Start of Block

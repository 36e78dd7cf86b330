use crate::common::{HistoryBuilder, UnavailableStore, date};
use hifz_review::{ReviewError, ReviewService};
use hifz_srs::Score;
use uuid::Uuid;

#[tokio::test]
async fn test_due_pages_keeps_overdue_and_today() {
    let today = date(2024, 9, 15);
    let (student, service) = HistoryBuilder::new()
        // Due yesterday
        .revision(10, date(2024, 9, 7), 0, 0, 7)
        // Due tomorrow
        .revision(11, date(2024, 9, 13), 1, 0, 3)
        // Due today
        .revision(12, date(2024, 9, 10), 0, 1, 5)
        .build();

    let due = service.due_pages(student, today).await.unwrap();

    assert_eq!(due.keys().copied().collect::<Vec<_>>(), vec![10, 12]);
    assert_eq!(due[&10].scheduled_due_date, Some(date(2024, 9, 14)));
    assert_eq!(due[&12].score, Some(Score::Fair));
}

#[tokio::test]
async fn test_due_pages_uses_latest_revision_of_each_page() {
    let today = date(2024, 9, 15);
    let (student, service) = HistoryBuilder::new()
        .revision(20, date(2024, 9, 14), 0, 0, 12)
        .revision(20, date(2024, 8, 1), 2, 0, 4)
        .revision(20, date(2024, 8, 20), 0, 0, 20)
        .build();

    let summaries = service.page_summaries(student, today).await.unwrap();
    let page = summaries[&20];

    assert_eq!(page.revision_number, 3);
    assert_eq!(page.current_interval, Some(12));
    assert_eq!(page.max_interval, Some(20));
    assert_eq!(page.revision_date, date(2024, 9, 14));
    assert!(service.due_pages(student, today).await.unwrap().is_empty());
}

#[tokio::test]
async fn test_due_pages_ignores_other_students() {
    let today = date(2024, 9, 15);
    let (student, service) = HistoryBuilder::new()
        .revision(1, date(2024, 9, 1), 0, 0, 1)
        .build();

    assert_eq!(service.due_pages(student, today).await.unwrap().len(), 1);
    assert!(
        service
            .due_pages(Uuid::new_v4(), today)
            .await
            .unwrap()
            .is_empty()
    );
}

#[tokio::test]
async fn test_store_errors_propagate() {
    let service = ReviewService::new(UnavailableStore);

    let result = service.due_pages(Uuid::new_v4(), date(2024, 9, 15)).await;

    assert!(matches!(result, Err(ReviewError::Store(_))));
}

End of Block

## TO DO:
State the count of lines above containing the string "async", and add nothing to it.

## WRITTEN SOLUTION:
4